Picaridin a synthetic compound developed from a plant extract (genus Piper), another pesticide, lasts longer, up to eight hours but is still relatively new having been developed during the 1980s. Interesting to note, picaridin is thought to be more effective against flies than DEET. Avon uses this substance in its Skin So Soft line and some swear by it as an effective, possibly healthier, alternative to DEET.

The good news: while there is limited evidence that natural products work as insect repellents, some claim to have success using the following:


Some say that eating a lot of garlic before spending any time outdoors helps fight off the biting bugs. Just don’t share a tent with anybody. Or make sure you bring a couple of apples. Apples are a wonderful breath freshener!

Essential oils

Some have had success with homemade bug spray (we have used peppermint oil with water which  helped fend off the occasional mosquito here on the West Coast. Keeping in mind we don’t have the black fly or giant mosquito issues our friends back east have).

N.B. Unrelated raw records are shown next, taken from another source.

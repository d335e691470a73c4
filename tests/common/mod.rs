//! Instrumented in-memory driver shared by the integration tests
//!
//! Statements are not parsed. Anything containing `INVALID` fails, `SELECT`
//! returns a single row and everything else affects one row. Statements run
//! inside a transaction are only counted as committed once the commit goes
//! through, which is enough to observe atomicity from the outside.

#![allow(dead_code)]

use async_trait::async_trait;
use multidb_connector::core::{
    duration_millis, ConnectionPool, ConnectorConfig, DatabaseError, DatabaseRow, DatabaseValue, Driver,
    ModuleConfig, PoolSettings, PoolStatus, QueryOutput, RawConnection, ReleaseMode, Result,
};
use multidb_connector::Connector;
use parking_lot::Mutex;
use std::collections::{HashMap, HashSet};
use std::sync::atomic::{AtomicBool, AtomicUsize, Ordering};
use std::sync::Arc;
use std::time::Duration;
use tokio::sync::{OwnedSemaphorePermit, Semaphore};

/// Counters and failure switches observed by the tests
#[derive(Default)]
pub struct MockState {
    pub acquires: AtomicUsize,
    pub releases: AtomicUsize,
    pub discards: AtomicUsize,
    pub begins: AtomicUsize,
    pub commits: AtomicUsize,
    pub rollbacks: AtomicUsize,
    pub pools_created: AtomicUsize,

    /// Modules whose pool refuses every acquire
    pub failing_modules: Mutex<HashSet<String>>,
    pub fail_begin: AtomicBool,
    pub fail_commit: AtomicBool,
    pub fail_rollback: AtomicBool,

    /// Every statement that reached a connection, in order
    pub executed: Mutex<Vec<String>>,
    /// Statements whose effects are durable
    pub committed: Mutex<Vec<String>>,

    /// Highest number of simultaneous holders seen for any one connection
    pub max_concurrent_use: AtomicUsize,
    in_use: Mutex<HashMap<usize, usize>>,
    next_id: AtomicUsize,
}

impl MockState {
    pub fn new() -> Arc<Self> {
        Arc::new(Self::default())
    }

    pub fn count(counter: &AtomicUsize) -> usize {
        counter.load(Ordering::SeqCst)
    }

    pub fn set(flag: &AtomicBool, value: bool) {
        flag.store(value, Ordering::SeqCst);
    }

    /// Make every acquire on `module` fail as if the server refused the connection
    pub fn fail_acquire_for(&self, module: &str) {
        self.failing_modules.lock().insert(module.to_string());
    }

    /// Let `module` hand out connections again
    pub fn restore_acquire_for(&self, module: &str) {
        self.failing_modules.lock().remove(module);
    }

    /// Total connections given back, whichever way
    pub fn closes(&self) -> usize {
        Self::count(&self.releases) + Self::count(&self.discards)
    }

    pub fn executed(&self) -> Vec<String> {
        self.executed.lock().clone()
    }

    pub fn committed(&self) -> Vec<String> {
        self.committed.lock().clone()
    }

    fn check_out(&self, id: usize) {
        let mut in_use = self.in_use.lock();
        let holders = in_use.entry(id).or_insert(0);
        *holders += 1;
        self.max_concurrent_use
            .fetch_max(*holders, Ordering::SeqCst);
    }

    fn check_in(&self, id: usize) {
        let mut in_use = self.in_use.lock();
        if let Some(holders) = in_use.get_mut(&id) {
            *holders = holders.saturating_sub(1);
        }
    }
}

/// Driver handing out [`MockPool`]s that share one [`MockState`]
pub struct MockDriver {
    state: Arc<MockState>,
}

impl MockDriver {
    pub fn new(state: Arc<MockState>) -> Self {
        Self { state }
    }
}

impl Driver for MockDriver {
    fn create_pool(
        &self,
        module: &str,
        _config: &ModuleConfig,
        settings: &PoolSettings,
    ) -> Result<Arc<dyn ConnectionPool>> {
        self.state.pools_created.fetch_add(1, Ordering::SeqCst);
        Ok(Arc::new(MockPool {
            module: module.to_string(),
            state: Arc::clone(&self.state),
            permits: Arc::new(Semaphore::new(settings.max_size)),
            max_size: settings.max_size,
            acquire_timeout: settings.acquire_timeout,
            idle: Arc::new(Mutex::new(Vec::new())),
        }))
    }
}

pub struct MockPool {
    module: String,
    state: Arc<MockState>,
    permits: Arc<Semaphore>,
    max_size: usize,
    acquire_timeout: Duration,
    idle: Arc<Mutex<Vec<usize>>>,
}

#[async_trait]
impl ConnectionPool for MockPool {
    async fn acquire(&self) -> Result<Box<dyn RawConnection>> {
        if self.state.failing_modules.lock().contains(&self.module) {
            return Err(DatabaseError::connection_failed(
                format!("mock://{}", self.module),
                "connection refused",
            ));
        }

        let permit = tokio::time::timeout(
            self.acquire_timeout,
            Arc::clone(&self.permits).acquire_owned(),
        )
        .await
        .map_err(|_| DatabaseError::pool_exhausted(&self.module, duration_millis(self.acquire_timeout)))?
        .map_err(|_| DatabaseError::connection("pool closed"))?;

        let id = self
            .idle
            .lock()
            .pop()
            .unwrap_or_else(|| self.state.next_id.fetch_add(1, Ordering::SeqCst));

        self.state.acquires.fetch_add(1, Ordering::SeqCst);
        self.state.check_out(id);

        Ok(Box::new(MockConnection {
            id,
            state: Arc::clone(&self.state),
            idle: Arc::clone(&self.idle),
            _permit: permit,
            pending: Vec::new(),
            in_transaction: false,
        }))
    }

    fn status(&self) -> PoolStatus {
        let checked_out = self.max_size - self.permits.available_permits();
        let idle = self.idle.lock().len();
        PoolStatus {
            size: checked_out + idle,
            available: idle,
            waiting: 0,
        }
    }

    async fn close(&self) {
        self.permits.close();
    }
}

pub struct MockConnection {
    id: usize,
    state: Arc<MockState>,
    idle: Arc<Mutex<Vec<usize>>>,
    _permit: OwnedSemaphorePermit,
    pending: Vec<String>,
    in_transaction: bool,
}

#[async_trait]
impl RawConnection for MockConnection {
    async fn query(&mut self, sql: &str, _params: &[DatabaseValue]) -> Result<QueryOutput> {
        // give interleaved callers a chance to run
        tokio::task::yield_now().await;

        self.state.executed.lock().push(sql.to_string());
        if sql.contains("INVALID") {
            return Err(DatabaseError::query(format!("syntax error near '{}'", sql)));
        }

        if sql.trim_start().to_uppercase().starts_with("SELECT") {
            let mut row = DatabaseRow::new();
            row.insert("1".to_string(), DatabaseValue::Int(1));
            return Ok(QueryOutput::from_rows(vec![row]));
        }

        if self.in_transaction {
            self.pending.push(sql.to_string());
        } else {
            self.state.committed.lock().push(sql.to_string());
        }
        Ok(QueryOutput::from_affected(1, None))
    }

    async fn begin(&mut self) -> Result<()> {
        self.state.begins.fetch_add(1, Ordering::SeqCst);
        if self.state.fail_begin.load(Ordering::SeqCst) {
            return Err(DatabaseError::connection("begin rejected"));
        }
        self.in_transaction = true;
        Ok(())
    }

    async fn commit(&mut self) -> Result<()> {
        self.state.commits.fetch_add(1, Ordering::SeqCst);
        if self.state.fail_commit.load(Ordering::SeqCst) {
            return Err(DatabaseError::connection("commit rejected"));
        }
        self.state.committed.lock().append(&mut self.pending);
        self.in_transaction = false;
        Ok(())
    }

    async fn rollback(&mut self) -> Result<()> {
        self.state.rollbacks.fetch_add(1, Ordering::SeqCst);
        if self.state.fail_rollback.load(Ordering::SeqCst) {
            return Err(DatabaseError::connection("rollback rejected"));
        }
        self.pending.clear();
        self.in_transaction = false;
        Ok(())
    }

    async fn release(self: Box<Self>, mode: ReleaseMode) -> Result<()> {
        self.state.check_in(self.id);
        match mode {
            ReleaseMode::Return => {
                self.state.releases.fetch_add(1, Ordering::SeqCst);
                self.idle.lock().push(self.id);
            }
            ReleaseMode::Discard => {
                self.state.discards.fetch_add(1, Ordering::SeqCst);
            }
        }
        Ok(())
    }
}

/// Configuration with one module per name. The mock ignores the target.
pub fn config(modules: &[&str]) -> ConnectorConfig {
    modules.iter().fold(
        ConnectorConfig::new().with_pool(
            PoolSettings::default()
                .with_max_size(4)
                .with_acquire_timeout(Duration::from_secs(2)),
        ),
        |config, name| config.module(*name, ModuleConfig::sqlite(format!("{}.db", name))),
    )
}

/// Route connector logs to the test harness; `RUST_LOG` picks the level
pub fn init_tracing() {
    let _ = tracing_subscriber::fmt()
        .with_env_filter(tracing_subscriber::EnvFilter::from_default_env())
        .with_test_writer()
        .try_init();
}

/// Connector over the mock driver with the given modules
pub fn mock_connector(modules: &[&str]) -> (Connector, Arc<MockState>) {
    init_tracing();
    let state = MockState::new();
    let connector = Connector::with_driver(config(modules), &MockDriver::new(Arc::clone(&state)));
    (connector, state)
}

Want to make your own? Try this (you’ll need a 4 oz spray bottle):

  • 2 oz distilled water
  • 2 oz witch hazel
  • 40 drops peppermint essential oil

Make sure you give the bottle a good shake before using. Avoid spraying on your face (try spraying a washcloth and then dabbing your face). For kids aged two and younger, spray it on their clothes and not their skin.

Here’s another variation we like. Try mixing:

  • 15 drops lemongrass
  • 15 drops eucalyptus
  • 20 drops citronella

What to Do if Bitten

Reactions to bites usually consist of redness, itching, and swelling. This usually happens during the following two hours after a bite. Proper treatment includes ice and applying a topical steroid such as one per cent hydrocortisone. If you’re out in the woods and have no access to these medical helpers, look for some frog leaf. Typically a weed, frog leaf (otherwise known as plantain leaf) has medicinal properties that work well with drawing out toxins from bites. You’ll need to chew the leaf – make sure you can properly identify what it is! - and apply it to your skin.